YOUR ASSIGNMENT:
Would you transcribe all of the data exactly, down to the last character?
★ ★ ★ ★ ★ ★ ★
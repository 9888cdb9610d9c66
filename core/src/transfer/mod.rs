//! Multi-item upload, download and delete workflows.
//!
//! Each item is one collaborator call, issued sequentially. A failed item is
//! recorded and the batch moves on, except for a lapsed login, which aborts
//! the whole batch because every following call would fail the same way.

use serde::Serialize;
use tracing::{debug, info, warn};

use crate::backends::TransferBackend;
use crate::errors::{BackendError, TransferError};
use crate::files::RemotePath;

/// Outcome of a batch, item by item.
#[derive(Debug, Clone, Default, PartialEq, Eq, Serialize)]
#[serde(rename_all = "camelCase")]
pub struct BatchReport {
    pub succeeded: Vec<String>,
    /// `(item, reason)`.
    pub failed: Vec<(String, String)>,
}

impl BatchReport {
    pub fn total(&self) -> usize {
        self.succeeded.len() + self.failed.len()
    }

    pub fn is_success(&self) -> bool {
        self.failed.is_empty()
    }

    /// The succeeded items, or [`TransferError::PartialBatchFailure`] if any
    /// item failed.
    pub fn into_result(self) -> Result<Vec<String>, TransferError> {
        if self.failed.is_empty() {
            return Ok(self.succeeded);
        }
        Err(TransferError::PartialBatchFailure {
            succeeded: self.succeeded.len(),
            failed: self.failed.len(),
            failures: self.failed,
        })
    }

    /// Record one item. A lapsed login aborts the batch.
    pub(crate) fn record(
        &mut self,
        item: String,
        result: Result<(), BackendError>,
    ) -> Result<(), TransferError> {
        match result {
            Ok(()) => {
                self.succeeded.push(item);
                Ok(())
            }
            Err(BackendError::Unauthorized) => Err(TransferError::SessionExpired),
            Err(e) => {
                warn!(%item, "Batch item failed: {e}");
                self.failed.push((item, e.to_string()));
                Ok(())
            }
        }
    }
}

/// A local file to upload.
#[derive(Clone, PartialEq, Eq)]
pub struct LocalFile {
    pub name: String,
    pub data: Vec<u8>,
}

impl LocalFile {
    pub fn new(name: impl Into<String>, data: Vec<u8>) -> Self {
        Self {
            name: name.into(),
            data,
        }
    }
}

impl std::fmt::Debug for LocalFile {
    fn fmt(&self, f: &mut std::fmt::Formatter<'_>) -> std::fmt::Result {
        f.debug_struct("LocalFile")
            .field("name", &self.name)
            .field("len", &self.data.len())
            .finish()
    }
}

/// Files finished so far out of the whole batch.
#[derive(Debug, Clone, Copy, PartialEq, Eq, Serialize)]
#[serde(rename_all = "camelCase")]
pub struct UploadProgress {
    pub completed: usize,
    pub total: usize,
}

impl UploadProgress {
    /// Whole percent, `100` for an empty batch.
    pub fn percent(&self) -> u8 {
        if self.total == 0 {
            return 100;
        }
        ((self.completed * 100) / self.total) as u8
    }
}

/// A downloaded file.
#[derive(Debug, Clone, PartialEq, Eq)]
pub struct DownloadedFile {
    pub path: RemotePath,
    pub data: Vec<u8>,
}

/// Upload `files` into `dir` one at a time.
///
/// `on_progress` is called after every file, failed or not.
pub async fn upload_files<F>(
    backend: &dyn TransferBackend,
    dir: &RemotePath,
    files: Vec<LocalFile>,
    mut on_progress: F,
) -> Result<BatchReport, TransferError>
where
    F: FnMut(UploadProgress) + Send,
{
    if files.is_empty() {
        return Err(TransferError::NothingToDo("no files selected".into()));
    }

    let total = files.len();
    let mut report = BatchReport::default();
    info!(%dir, total, "Uploading files");

    for (index, file) in files.into_iter().enumerate() {
        if is_plain_file_name(&file.name) {
            let result = backend.upload_file(dir, &file.name, &file.data).await;
            report.record(file.name, result)?;
        } else {
            warn!(name = %file.name, "Skipping upload with an invalid file name");
            report.failed.push((file.name, "invalid file name".into()));
        }
        on_progress(UploadProgress {
            completed: index + 1,
            total,
        });
    }

    debug!(
        succeeded = report.succeeded.len(),
        failed = report.failed.len(),
        "Upload batch finished"
    );
    Ok(report)
}

fn is_plain_file_name(name: &str) -> bool {
    !name.trim().is_empty() && !name.contains(['/', '\0']) && name != "." && name != ".."
}

/// Trim every link and drop the blank ones.
pub fn clean_links<S: AsRef<str>>(links: &[S]) -> Vec<String> {
    links
        .iter()
        .map(|l| l.as_ref().trim())
        .filter(|l| !l.is_empty())
        .map(str::to_string)
        .collect()
}

/// Split a pasted block of text into links, one per line.
pub fn parse_links(text: &str) -> Vec<String> {
    clean_links(&text.lines().collect::<Vec<_>>())
}

/// Submit links for the backend to fetch into `dir`.
///
/// Returns how many links were submitted. Processing happens in the
/// background and shows up as a session.
pub async fn submit_links<S: AsRef<str>>(
    backend: &dyn TransferBackend,
    dir: &RemotePath,
    links: &[S],
) -> Result<usize, TransferError> {
    let links = clean_links(links);
    if links.is_empty() {
        return Err(TransferError::NothingToDo("no links provided".into()));
    }

    backend.submit_link_batch(&links, dir).await?;
    info!(%dir, count = links.len(), "Link batch submitted");
    Ok(links.len())
}

/// Delete every path, one request each.
pub async fn delete_batch(
    backend: &dyn TransferBackend,
    paths: &[RemotePath],
) -> Result<BatchReport, TransferError> {
    if paths.is_empty() {
        return Err(TransferError::NothingToDo("no files selected".into()));
    }

    let mut report = BatchReport::default();
    for path in paths {
        let result = backend.delete_file(path).await;
        report.record(path.to_string(), result)?;
    }
    info!(
        deleted = report.succeeded.len(),
        failed = report.failed.len(),
        "Delete batch finished"
    );
    Ok(report)
}

/// Download every path, one request each.
pub async fn download_batch(
    backend: &dyn TransferBackend,
    paths: &[RemotePath],
) -> Result<(BatchReport, Vec<DownloadedFile>), TransferError> {
    if paths.is_empty() {
        return Err(TransferError::NothingToDo("no files selected".into()));
    }

    let mut report = BatchReport::default();
    let mut files = Vec::new();
    for path in paths {
        let result = match backend.download_file(path).await {
            Ok(data) => {
                files.push(DownloadedFile {
                    path: path.clone(),
                    data,
                });
                Ok(())
            }
            Err(e) => Err(e),
        };
        report.record(path.to_string(), result)?;
    }
    Ok((report, files))
}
★ ★ ★ ★ ★ ★ ★
FINISHED EXERCISE:
repository 9888cdb9610d9c66
filename core/src/transfer/mod.rs
//! Multi-item upload, download and delete workflows.
//!
//! Each item is one collaborator call, issued sequentially. A failed item is
//! recorded and the batch moves on, except for a lapsed login, which aborts
//! the whole batch because every following call would fail the same way.

use serde::Serialize;
use tracing::{debug, info, warn};

use crate::backends::TransferBackend;
use crate::errors::{BackendError, TransferError};
use crate::files::RemotePath;

/// Outcome of a batch, item by item.
#[derive(Debug, Clone, Default, PartialEq, Eq, Serialize)]
#[serde(rename_all = "camelCase")]
pub struct BatchReport {
    pub succeeded: Vec<String>,
    /// `(item, reason)`.
    pub failed: Vec<(String, String)>,
}

impl BatchReport {
    pub fn total(&self) -> usize {
        self.succeeded.len() + self.failed.len()
    }

    pub fn is_success(&self) -> bool {
        self.failed.is_empty()
    }

    /// The succeeded items, or [`TransferError::PartialBatchFailure`] if any
    /// item failed.
    pub fn into_result(self) -> Result<Vec<String>, TransferError> {
        if self.failed.is_empty() {
            return Ok(self.succeeded);
        }
        Err(TransferError::PartialBatchFailure {
            succeeded: self.succeeded.len(),
            failed: self.failed.len(),
            failures: self.failed,
        })
    }

    /// Record one item. A lapsed login aborts the batch.
    pub(crate) fn record(
        &mut self,
        item: String,
        result: Result<(), BackendError>,
    ) -> Result<(), TransferError> {
        match result {
            Ok(()) => {
                self.succeeded.push(item);
                Ok(())
            }
            Err(BackendError::Unauthorized) => Err(TransferError::SessionExpired),
            Err(e) => {
                warn!(%item, "Batch item failed: {e}");
                self.failed.push((item, e.to_string()));
                Ok(())
            }
        }
    }
}

/// A local file to upload.
#[derive(Clone, PartialEq, Eq)]
pub struct LocalFile {
    pub name: String,
    pub data: Vec<u8>,
}

impl LocalFile {
    pub fn new(name: impl Into<String>, data: Vec<u8>) -> Self {
        Self {
            name: name.into(),
            data,
        }
    }
}

impl std::fmt::Debug for LocalFile {
    fn fmt(&self, f: &mut std::fmt::Formatter<'_>) -> std::fmt::Result {
        f.debug_struct("LocalFile")
            .field("name", &self.name)
            .field("len", &self.data.len())
            .finish()
    }
}

/// Files finished so far out of the whole batch.
#[derive(Debug, Clone, Copy, PartialEq, Eq, Serialize)]
#[serde(rename_all = "camelCase")]
pub struct UploadProgress {
    pub completed: usize,
    pub total: usize,
}

impl UploadProgress {
    /// Whole percent, `100` for an empty batch.
    pub fn percent(&self) -> u8 {
        if self.total == 0 {
            return 100;
        }
        ((self.completed * 100) / self.total) as u8
    }
}

/// A downloaded file.
#[derive(Debug, Clone, PartialEq, Eq)]
pub struct DownloadedFile {
    pub path: RemotePath,
    pub data: Vec<u8>,
}

/// Upload `files` into `dir` one at a time.
///
/// `on_progress` is called after every file, failed or not.
pub async fn upload_files<F>(
    backend: &dyn TransferBackend,
    dir: &RemotePath,
    files: Vec<LocalFile>,
    mut on_progress: F,
) -> Result<BatchReport, TransferError>
where
    F: FnMut(UploadProgress) + Send,
{
    if files.is_empty() {
        return Err(TransferError::NothingToDo("no files selected".into()));
    }

    let total = files.len();
    let mut report = BatchReport::default();
    info!(%dir, total, "Uploading files");

    for (index, file) in files.into_iter().enumerate() {
        if is_plain_file_name(&file.name) {
            let result = backend.upload_file(dir, &file.name, &file.data).await;
            report.record(file.name, result)?;
        } else {
            warn!(name = %file.name, "Skipping upload with an invalid file name");
            report.failed.push((file.name, "invalid file name".into()));
        }
        on_progress(UploadProgress {
            completed: index + 1,
            total,
        });
    }

    debug!(
        succeeded = report.succeeded.len(),
        failed = report.failed.len(),
        "Upload batch finished"
    );
    Ok(report)
}

fn is_plain_file_name(name: &str) -> bool {
    !name.trim().is_empty() && !name.contains(['/', '\0']) && name != "." && name != ".."
}

/// Trim every link and drop the blank ones.
pub fn clean_links<S: AsRef<str>>(links: &[S]) -> Vec<String> {
    links
        .iter()
        .map(|l| l.as_ref().trim())
        .filter(|l| !l.is_empty())
        .map(str::to_string)
        .collect()
}

/// Split a pasted block of text into links, one per line.
pub fn parse_links(text: &str) -> Vec<String> {
    clean_links(&text.lines().collect::<Vec<_>>())
}

/// Submit links for the backend to fetch into `dir`.
///
/// Returns how many links were submitted. Processing happens in the
/// background and shows up as a session.
pub async fn submit_links<S: AsRef<str>>(
    backend: &dyn TransferBackend,
    dir: &RemotePath,
    links: &[S],
) -> Result<usize, TransferError> {
    let links = clean_links(links);
    if links.is_empty() {
        return Err(TransferError::NothingToDo("no links provided".into()));
    }

    backend.submit_link_batch(&links, dir).await?;
    info!(%dir, count = links.len(), "Link batch submitted");
    Ok(links.len())
}

/// Delete every path, one request each.
pub async fn delete_batch(
    backend: &dyn TransferBackend,
    paths: &[RemotePath],
) -> Result<BatchReport, TransferError> {
    if paths.is_empty() {
        return Err(TransferError::NothingToDo("no files selected".into()));
    }

    let mut report = BatchReport::default();
    for path in paths {
        let result = backend.delete_file(path).await;
        report.record(path.to_string(), result)?;
    }
    info!(
        deleted = report.succeeded.len(),
        failed = report.failed.len(),
        "Delete batch finished"
    );
    Ok(report)
}

/// Download every path, one request each.
pub async fn download_batch(
    backend: &dyn TransferBackend,
    paths: &[RemotePath],
) -> Result<(BatchReport, Vec<DownloadedFile>), TransferError> {
    if paths.is_empty() {
        return Err(TransferError::NothingToDo("no files selected".into()));
    }

    let mut report = BatchReport::default();
    let mut files = Vec::new();
    for path in paths {
        let result = match backend.download_file(path).await {
            Ok(data) => {
                files.push(DownloadedFile {
                    path: path.clone(),
                    data,
                });
                Ok(())
            }
            Err(e) => Err(e),
        };
        report.record(path.to_string(), result)?;
    }
    Ok((report, files))
}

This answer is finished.